Entries supplied: Begin

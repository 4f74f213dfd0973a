mod common;

use std::collections::HashSet;

use appagenda::utils::normalize_name;
use appagenda::{AgendaError, WarningKind};
use common::{read_sheet, Fixture};

// ============================================================================
// Agenda sheet
// ============================================================================

#[test]
fn test_standard_run_writes_both_workbooks() {
    let fixture = Fixture::standard();
    let (result, diag) = fixture.generate();
    let output = result.expect("Pipeline should succeed");

    assert_eq!(output.assembly.rows.len(), 12);
    assert_eq!(output.assembly.speakers.len(), 8);
    assert_eq!(output.attendees.len(), 2);

    let agenda = read_sheet(&fixture.agenda_path(), "Agenda");
    assert_eq!(agenda.len(), 13, "header plus one line per row");
    assert_eq!(agenda[0][0], "Date");
    assert_eq!(agenda[0][11], "Session or Sub");

    let breakfast = &agenda[1];
    assert_eq!(
        &breakfast[..5],
        &["06/03/2019", "08:00", "09:00", "", "Breakfast"]
    );
    assert_eq!(breakfast[8], "Exhibit Hall");
    assert_eq!(breakfast[11], "Session");

    let keynote = &agenda[2];
    assert_eq!(keynote[6], "Language is social.");
    assert_eq!(keynote[7], "Rada Mihalcea");
    assert_eq!(keynote[10], "https://vimeo.com/k1");

    let session = &agenda[3];
    assert_eq!(session[3], "Research; TACL");
    assert_eq!(session[4], "1A: Session 1A: Parsing");
    assert_eq!(session[6], "Chair: Jane Doe");
    assert_eq!(session[1], "10:30");
    assert_eq!(session[2], "12:10");

    let paper = &agenda[4];
    assert_eq!(paper[3], "Main");
    assert_eq!(paper[5], "Fast CCG Parsing");
    assert_eq!(paper[7], "Ana Lima; Bo Chen");
    assert_eq!(paper[9], "https://www.aclweb.org/anthology/N19-1001.pdf");
    assert_eq!(paper[11], "Sub");

    let poster_session = &agenda[7];
    assert_eq!(poster_session[3], "Research; SRW; Demos");
    let poster = &agenda[8];
    assert_eq!(poster[5], "Student Poster");
    assert_eq!((poster[1].as_str(), poster[2].as_str()), ("10:30", "12:10"));

    let workshop = &agenda[10];
    assert_eq!(workshop[0], "06/02/2019");
    assert_eq!(workshop[3], "BEA");
    assert_eq!(workshop[4], "Oral Session 1");
    assert_eq!((workshop[1].as_str(), workshop[2].as_str()), ("09:00", "09:40"));

    assert_eq!(diag.count(WarningKind::MissingMetadata), 0);
    assert_eq!(diag.count(WarningKind::MissingRequiredField), 0);
}

#[test]
fn test_one_item_row_per_order_entry() {
    let fixture = Fixture::standard();
    let (result, _) = fixture.generate();
    result.expect("Pipeline should succeed");

    let agenda = read_sheet(&fixture.agenda_path(), "Agenda");
    let items = agenda.iter().skip(1).filter(|row| row[11] == "Sub").count();
    // 5 main-conference items, 2 workshop items
    assert_eq!(items, 7);
}

#[test]
fn test_missing_metadata_yields_blank_row_and_warning() {
    let fixture = Fixture::standard();
    fixture.write(
        "map/main.tsv",
        &common::MAIN_MAPPING.replace("3 N19-1003", "3 N19-9999"),
    );
    let (result, diag) = fixture.generate();
    result.expect("Missing metadata should not abort the run");

    let agenda = read_sheet(&fixture.agenda_path(), "Agenda");
    let blank = &agenda[6];
    assert_eq!(blank[11], "Sub");
    assert_eq!(blank[1], "11:06");
    assert_eq!(blank[5], "");
    assert_eq!(blank[7], "");
    assert_eq!(diag.count(WarningKind::MissingMetadata), 1);
}

// ============================================================================
// Speaker and attendee sheets
// ============================================================================

#[test]
fn test_speakers_and_attendees_are_disjoint() {
    let fixture = Fixture::standard();
    let (result, _) = fixture.generate();
    result.expect("Pipeline should succeed");

    let speakers: HashSet<String> = read_sheet(&fixture.agenda_path(), "Speaker")
        .iter()
        .skip(1)
        .map(|row| normalize_name(&row[0]))
        .collect();
    let attendees: Vec<String> = read_sheet(&fixture.attendees_path(), "Attendees")
        .iter()
        .skip(1)
        .map(|row| normalize_name(&row[0]))
        .collect();

    assert_eq!(attendees, vec!["zoe park", "adam ng"]);
    for attendee in &attendees {
        assert!(!speakers.contains(attendee), "{} is listed as both", attendee);
    }
}

#[test]
fn test_email_match_excludes_registrant_with_different_name() {
    let fixture = Fixture::standard();
    let (result, diag) = fixture.generate();
    let output = result.expect("Pipeline should succeed");

    // "Gilbert Ho" registered with the email of speaker "Gil Ho"
    assert!(output.attendees.iter().all(|a| a.name != "Gilbert Ho"));
    // only Ana Lima matched by name alone
    assert_eq!(diag.count(WarningKind::NameOnlyMatch), 1);
    assert_eq!(diag.count(WarningKind::DuplicateRegistrant), 1);
}

#[test]
fn test_name_only_match_fills_speaker_email() {
    let fixture = Fixture::standard();
    let (result, _) = fixture.generate();
    result.expect("Pipeline should succeed");

    let speakers = read_sheet(&fixture.agenda_path(), "Speaker");
    let ana = speakers
        .iter()
        .find(|row| row[0] == "Ana Lima")
        .expect("Ana Lima should be a speaker");
    assert_eq!(ana[1], "ana.lima@ets.org");
    assert_eq!(ana[2], "ETS");
}

#[test]
fn test_affiliation_conflict_keeps_first_seen() {
    let fixture = Fixture::standard();
    let (result, diag) = fixture.generate();
    result.expect("Pipeline should succeed");

    let speakers = read_sheet(&fixture.agenda_path(), "Speaker");
    let garcias: Vec<_> = speakers
        .iter()
        .filter(|row| normalize_name(&row[0]) == "jose garcia")
        .collect();
    assert_eq!(garcias.len(), 1);
    assert_eq!(garcias[0][0], "José García");
    assert_eq!(garcias[0][2], "UPM");
    assert_eq!(diag.count(WarningKind::AffiliationConflict), 1);
}

#[test]
fn test_without_registrants_attendee_sheet_is_empty() {
    let fixture = Fixture::standard();
    fixture.write(
        "config.json",
        &common::CONFIG.replace(r#""attendees_file": "registrants.csv","#, ""),
    );
    let (result, _) = fixture.generate();
    let output = result.expect("Pipeline should succeed");

    assert!(output.attendees.is_empty());
    let attendees = read_sheet(&fixture.attendees_path(), "Attendees");
    assert_eq!(attendees.len(), 1);
    assert_eq!(attendees[0], vec!["Name", "Email", "Affiliation", "Registration Type"]);
}

// ============================================================================
// Determinism and failures
// ============================================================================

#[test]
fn test_rerun_is_byte_identical() {
    let fixture = Fixture::standard();

    let (result, _) = fixture.generate();
    result.expect("First run should succeed");
    let agenda = std::fs::read(fixture.agenda_path()).unwrap();
    let attendees = std::fs::read(fixture.attendees_path()).unwrap();

    let (result, _) = fixture.generate();
    result.expect("Second run should succeed");
    assert_eq!(std::fs::read(fixture.agenda_path()).unwrap(), agenda);
    assert_eq!(std::fs::read(fixture.attendees_path()).unwrap(), attendees);
}

#[test]
fn test_unrecognized_order_line_aborts_without_output() {
    let fixture = Fixture::standard();
    fixture.write(
        "order/bea.txt",
        &format!("{}this is not an order line\n", common::BEA_ORDER),
    );
    let (result, _) = fixture.generate();

    match result {
        Err(AgendaError::Parse { path, line, .. }) => {
            assert!(path.ends_with("order/bea.txt"));
            assert_eq!(line, 5);
        }
        other => panic!("Expected a parse error, got {:?}", other.map(|_| ())),
    }
    assert!(!fixture.agenda_path().exists());
    assert!(!fixture.attendees_path().exists());
}

#[test]
fn test_failed_attendees_write_leaves_no_agenda() {
    let fixture = Fixture::standard();
    // a directory where the attendees workbook should go
    std::fs::create_dir_all(fixture.attendees_path()).unwrap();
    let (result, _) = fixture.generate();

    match result {
        Err(AgendaError::Io { path, .. }) => assert_eq!(path, fixture.attendees_path()),
        other => panic!("Expected an io error, got {:?}", other.map(|_| ())),
    }
    assert!(!fixture.agenda_path().exists());
}

#[test]
fn test_rejected_record_on_agenda_is_parse_error() {
    let fixture = Fixture::standard();
    fixture.write(
        "xml/W19.xml",
        r#"<volume id="W19">
  <paper id="4401">
    <title></title>
    <url>W19-4401</url>
  </paper>
</volume>
"#,
    );
    let (result, _) = fixture.generate();

    match result {
        Err(AgendaError::Parse { path, line, .. }) => {
            assert!(path.ends_with("xml/W19.xml"));
            assert_eq!(line, 2);
        }
        other => panic!("Expected a parse error, got {:?}", other.map(|_| ())),
    }
    assert!(!fixture.agenda_path().exists());
}

#[test]
fn test_event_without_mapping_is_config_error() {
    let fixture = Fixture::standard();
    fixture.write(
        "config.json",
        r#"{
            "order_files": {"main": "order/main.txt", "BEA": "order/bea.txt"},
            "mapping_files": {"main": "map/main.tsv"}
        }"#,
    );
    let (result, _) = fixture.generate();

    assert!(matches!(result, Err(AgendaError::Config(_))));
    assert!(!fixture.agenda_path().exists());
}

#[test]
fn test_missing_mapping_file_is_config_error() {
    let fixture = Fixture::standard();
    std::fs::remove_file(fixture.path("map/bea.tsv")).unwrap();
    let (result, _) = fixture.generate();

    assert!(matches!(result, Err(AgendaError::Config(_))));
}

Entries supplied: End

What the task requires
Every line from the data above that contains "unwrap" must appear in the answer.

Answer to the problem
    let agenda = std::fs::read(fixture.agenda_path()).unwrap();
    let attendees = std::fs::read(fixture.attendees_path()).unwrap();
    assert_eq!(std::fs::read(fixture.agenda_path()).unwrap(), agenda);
    assert_eq!(std::fs::read(fixture.attendees_path()).unwrap(), attendees);
    std::fs::create_dir_all(fixture.attendees_path()).unwrap();
    std::fs::remove_file(fixture.path("map/bea.tsv")).unwrap();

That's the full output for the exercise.